WORK INSTRUCTIONS:
Give the data again exactly as it appears.
─── PROVIDED DATA ───
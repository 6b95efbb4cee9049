use crate::error::WayfinderError;
use data_encoding::{BASE32_NOPAD, BASE64URL_NOPAD};
use regex::Regex;
use std::sync::OnceLock;

const SCHEME: &str = "ar://";

fn name_re() -> &'static Regex {
    static RE: OnceLock<Regex> = OnceLock::new();
    RE.get_or_init(|| Regex::new(r"^([a-z0-9_-]{1,42}|[a-z0-9_-]{44,51})$").unwrap())
}

/// A parsed `ar://<ident>[/<path>]` address.
///
/// Exactly one of `tx_id` / `arns_name` is set. `subdomain` is the sandbox
/// origin: the ArNS name when the identifier is a name, otherwise the
/// lowercase unpadded base32 encoding of the raw txId bytes.
#[derive(Debug, Clone, PartialEq, Eq)]
pub struct Uri {
    pub tx_id: Option<String>,
    pub arns_name: Option<String>,
    pub subdomain: String,
    pub path: String,
}

impl Uri {
    /// Parse an `ar://` address. Non-`ar://` input is not this function's
    /// concern — callers check the scheme first and bypass the pipeline.
    pub fn parse(input: &str) -> Result<Self, WayfinderError> {
        let rest = input
            .strip_prefix(SCHEME)
            .ok_or_else(|| WayfinderError::InvalidUri(format!("missing ar:// scheme: {input}")))?;

        if rest.is_empty() {
            return Err(WayfinderError::InvalidUri("empty identifier".into()));
        }

        let (ident, path) = match rest.find('/') {
            Some(pos) => (&rest[..pos], rest[pos + 1..].to_string()),
            None => (rest, String::new()),
        };

        if is_tx_id(ident) {
            let subdomain = sandbox_subdomain(ident)?;
            return Ok(Self {
                tx_id: Some(ident.to_string()),
                arns_name: None,
                subdomain,
                path,
            });
        }

        if name_re().is_match(ident) {
            return Ok(Self {
                tx_id: None,
                arns_name: Some(ident.to_string()),
                subdomain: ident.to_string(),
                path,
            });
        }

        Err(WayfinderError::InvalidUri(format!(
            "identifier is neither a valid txId nor a valid ArNS name: {ident}"
        )))
    }

    /// `true` when `input` begins with the `ar://` scheme this resolver owns.
    pub fn is_ar_uri(input: &str) -> bool {
        input.starts_with(SCHEME)
    }
}

/// A txId is exactly 43 base64url characters (256-bit digest, unpadded).
pub fn is_tx_id(s: &str) -> bool {
    s.len() == 43 && s.bytes().all(|b| {
        b.is_ascii_alphanumeric() || b == b'-' || b == b'_'
    })
}

fn decode_tx_id_bytes(tx_id: &str) -> Result<Vec<u8>, WayfinderError> {
    BASE64URL_NOPAD
        .decode(tx_id.as_bytes())
        .map_err(|e| WayfinderError::InvalidUri(format!("malformed txId {tx_id}: {e}")))
}

/// The sandbox origin for a txId: lowercase unpadded base32 (RFC 4648) over
/// the raw digest bytes. Used to isolate each piece of content onto its own
/// DOM origin when routing by subdomain.
pub fn sandbox_subdomain(tx_id: &str) -> Result<String, WayfinderError> {
    Ok(BASE32_NOPAD.encode(&decode_tx_id_bytes(tx_id)?).to_lowercase())
}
───
ANSWER SPACE:
repository 6b95efbb4cee9049
use crate::error::WayfinderError;
use data_encoding::{BASE32_NOPAD, BASE64URL_NOPAD};
use regex::Regex;
use std::sync::OnceLock;

const SCHEME: &str = "ar://";

fn name_re() -> &'static Regex {
    static RE: OnceLock<Regex> = OnceLock::new();
    RE.get_or_init(|| Regex::new(r"^([a-z0-9_-]{1,42}|[a-z0-9_-]{44,51})$").unwrap())
}

/// A parsed `ar://<ident>[/<path>]` address.
///
/// Exactly one of `tx_id` / `arns_name` is set. `subdomain` is the sandbox
/// origin: the ArNS name when the identifier is a name, otherwise the
/// lowercase unpadded base32 encoding of the raw txId bytes.
#[derive(Debug, Clone, PartialEq, Eq)]
pub struct Uri {
    pub tx_id: Option<String>,
    pub arns_name: Option<String>,
    pub subdomain: String,
    pub path: String,
}

impl Uri {
    /// Parse an `ar://` address. Non-`ar://` input is not this function's
    /// concern — callers check the scheme first and bypass the pipeline.
    pub fn parse(input: &str) -> Result<Self, WayfinderError> {
        let rest = input
            .strip_prefix(SCHEME)
            .ok_or_else(|| WayfinderError::InvalidUri(format!("missing ar:// scheme: {input}")))?;

        if rest.is_empty() {
            return Err(WayfinderError::InvalidUri("empty identifier".into()));
        }

        let (ident, path) = match rest.find('/') {
            Some(pos) => (&rest[..pos], rest[pos + 1..].to_string()),
            None => (rest, String::new()),
        };

        if is_tx_id(ident) {
            let subdomain = sandbox_subdomain(ident)?;
            return Ok(Self {
                tx_id: Some(ident.to_string()),
                arns_name: None,
                subdomain,
                path,
            });
        }

        if name_re().is_match(ident) {
            return Ok(Self {
                tx_id: None,
                arns_name: Some(ident.to_string()),
                subdomain: ident.to_string(),
                path,
            });
        }

        Err(WayfinderError::InvalidUri(format!(
            "identifier is neither a valid txId nor a valid ArNS name: {ident}"
        )))
    }

    /// `true` when `input` begins with the `ar://` scheme this resolver owns.
    pub fn is_ar_uri(input: &str) -> bool {
        input.starts_with(SCHEME)
    }
}

/// A txId is exactly 43 base64url characters (256-bit digest, unpadded).
pub fn is_tx_id(s: &str) -> bool {
    s.len() == 43 && s.bytes().all(|b| {
        b.is_ascii_alphanumeric() || b == b'-' || b == b'_'
    })
}

fn decode_tx_id_bytes(tx_id: &str) -> Result<Vec<u8>, WayfinderError> {
    BASE64URL_NOPAD
        .decode(tx_id.as_bytes())
        .map_err(|e| WayfinderError::InvalidUri(format!("malformed txId {tx_id}: {e}")))
}

/// The sandbox origin for a txId: lowercase unpadded base32 (RFC 4648) over
/// the raw digest bytes. Used to isolate each piece of content onto its own
/// DOM origin when routing by subdomain.
pub fn sandbox_subdomain(tx_id: &str) -> Result<String, WayfinderError> {
    Ok(BASE32_NOPAD.encode(&decode_tx_id_bytes(tx_id)?).to_lowercase())
}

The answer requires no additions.